Podcast Banner

Podcasts

Paul, Weiss Waking Up With AI

Confessions of a Large Language Model

In this episode, Katherine Forrest and Scott Caravello unpack OpenAI researchers’ proposed “confessions” framework designed to monitor for and detect dishonest outputs. They break down the researchers’ proof of concept results and the framework’s resilience to reward hacking, along with its limits in connection with hallucinations. Then they turn to Google DeepMind’s “Distributional AGI Safety,” exploring a hypothetical path to AGI via a patchwork of agents and routing infrastructure, as well as the authors’ proposed four layer safety stack.

Stream here or subscribe on your
preferred podcast app:

Episode Transcript

Katherine Forrest: Welcome back to Paul, Weiss Waking Up with AI. I'm Katherine Forrest.

Scott Caravello: And I'm Scott Caravello.

Katherine Forrest: And Scott, where are you? You're in some place that may not actually be daylight outside or something. I mean, it's like a deep, dark dungeon that you're in.

Scott Caravello: No, no, I am just very much front-lit in New Orleans. Thought I'd pop down here for the weekend and, you know—yeah, yeah, you might be saying, Scott, that's an interesting destination for January. And I would say, Katherine, yes! you're right. It's interesting. But it's good meeting some friends here. It'll be nice.

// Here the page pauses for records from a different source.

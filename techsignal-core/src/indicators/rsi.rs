//! Relative Strength Index (RSI).
//!
//! Simple-average variant: mean gain and mean loss over the last `period`
//! per-bar deltas, where the first bar contributes a zero delta.
//! RSI = 100 - 100 / (1 + avg_gain / avg_loss)
//! Lookback: period - 1 (a series of exactly `period` bars has one value).
//! avg_loss == 0 saturates to 100, including the flat case.

use super::indicator::{latest_finite, Indicator};
use crate::domain::{PriceBar, PriceSeries};
use serde::{Deserialize, Serialize};
use std::fmt;

pub const OVERBOUGHT: f64 = 70.0;
pub const OVERSOLD: f64 = 30.0;

#[derive(Debug, Clone)]
pub struct Rsi {
    period: usize,
    name: String,
}

impl Rsi {
    pub fn new(period: usize) -> Self {
        assert!(period >= 1, "RSI period must be >= 1");
        Self {
            period,
            name: format!("rsi_{period}"),
        }
    }
}

impl Indicator for Rsi {
    fn name(&self) -> &str {
        &self.name
    }

    fn lookback(&self) -> usize {
        self.period - 1
    }

    fn compute(&self, bars: &[PriceBar]) -> Vec<f64> {
        let n = bars.len();
        let mut result = vec![f64::NAN; n];

        if n < self.period {
            return result;
        }

        let mut gains = vec![0.0; n];
        let mut losses = vec![0.0; n];
        for i in 1..n {
            let change = bars[i].close - bars[i - 1].close;
            if change > 0.0 {
                gains[i] = change;
            } else if change < 0.0 {
                losses[i] = -change;
            }
        }

        for i in (self.period - 1)..n {
            let start = i + 1 - self.period;
            let avg_gain = gains[start..=i].iter().sum::<f64>() / self.period as f64;
            let avg_loss = losses[start..=i].iter().sum::<f64>() / self.period as f64;
            result[i] = compute_rsi(avg_gain, avg_loss);
        }

        result
    }
}

fn compute_rsi(avg_gain: f64, avg_loss: f64) -> f64 {
    if avg_loss == 0.0 {
        100.0
    } else {
        100.0 - 100.0 / (1.0 + avg_gain / avg_loss)
    }
}

/// Momentum zone of an RSI reading.
#[derive(Debug, Clone, Copy, PartialEq, Eq, Serialize, Deserialize)]
pub enum RsiZone {
    Overbought,
    Oversold,
    Neutral,
}

impl RsiZone {
    pub fn classify(value: f64) -> Self {
        if value > OVERBOUGHT {
            RsiZone::Overbought
        } else if value < OVERSOLD {
            RsiZone::Oversold
        } else {
            RsiZone::Neutral
        }
    }
}

impl fmt::Display for RsiZone {
    fn fmt(&self, f: &mut fmt::Formatter<'_>) -> fmt::Result {
        let label = match self {
            RsiZone::Overbought => "Overbought",
            RsiZone::Oversold => "Oversold",
            RsiZone::Neutral => "Neutral",
        };
        f.write_str(label)
    }
}

#[derive(Debug, Clone, PartialEq, Serialize, Deserialize)]
pub struct RsiReading {
    pub value: Option<f64>,
    pub period: usize,
    pub zone: Option<RsiZone>,
}

/// Latest RSI over `period` bars; absent when the series is shorter or the
/// period is zero.
pub fn relative_strength(series: &PriceSeries, period: usize) -> RsiReading {
    if period == 0 {
        return RsiReading {
            value: None,
            period,
            zone: None,
        };
    }
    let values = Rsi::new(period).compute(series.bars());
    let value = latest_finite(&values);
    RsiReading {
        value,
        period,
        zone: value.map(RsiZone::classify),
    }
}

Katherine Forrest: Fun! Yeah!

Scott Caravello: You're right. It's interesting. But it's good meeting some friends here. It'll be nice.

Katherine Forrest: Oh, that's fun. Is it like a bachelor party?

Scott Caravello: Yeah. Yeah, yeah.

Katherine Forrest: Not for you, but for somebody else.

Scott Caravello: No, no, no, not for me. For a wedding—I'm the best man in, in March. So, it'll be fun.

Katherine Forrest: Wait, it's really a bachelor party?

Scott Caravello: Yeah, yeah, it actually is. I was not gonna say that!

Katherine Forrest: All right, I hope it's not a secret. Well, I'm actually in the office, and I came to the office early so I could have access to this great mic here that I've got. But I also took advantage of the free food because, you know, we have free food still at the office. It's like a relic of COVID that I love. And this morning, I was so hungry, I actually got the eggs with sausage and cheese. And let me tell you, it has set me up for the day.

Scott Caravello: That's great.

Katherine Forrest: So I'm ready to go! Well, it’s going to be a great show today.

Scott Caravello: Alright!

Katherine Forrest: So we've got two articles that we're going to be talking about today, which are really interesting. I actually think we'll start with what I call the confessions article. But there's an article that was put out by OpenAI on December 3rd, 2025, called “Training LLMs for Honesty via Confessions.” And we'll talk in a minute about why I think that title is a little bit interesting in light of what the paper says. But we'll get there. The second paper is a fascinating paper, given my interest in how and when AGI—superintelligence—might arrive. And it's by Google, and it's called “Distributional AGI Safety,” and it was published on December 18th, 2025. And both of these have to do with agentic AI and the kinds of capabilities and risk surfaces that agentic AI can raise. So what do you think about that as an agenda?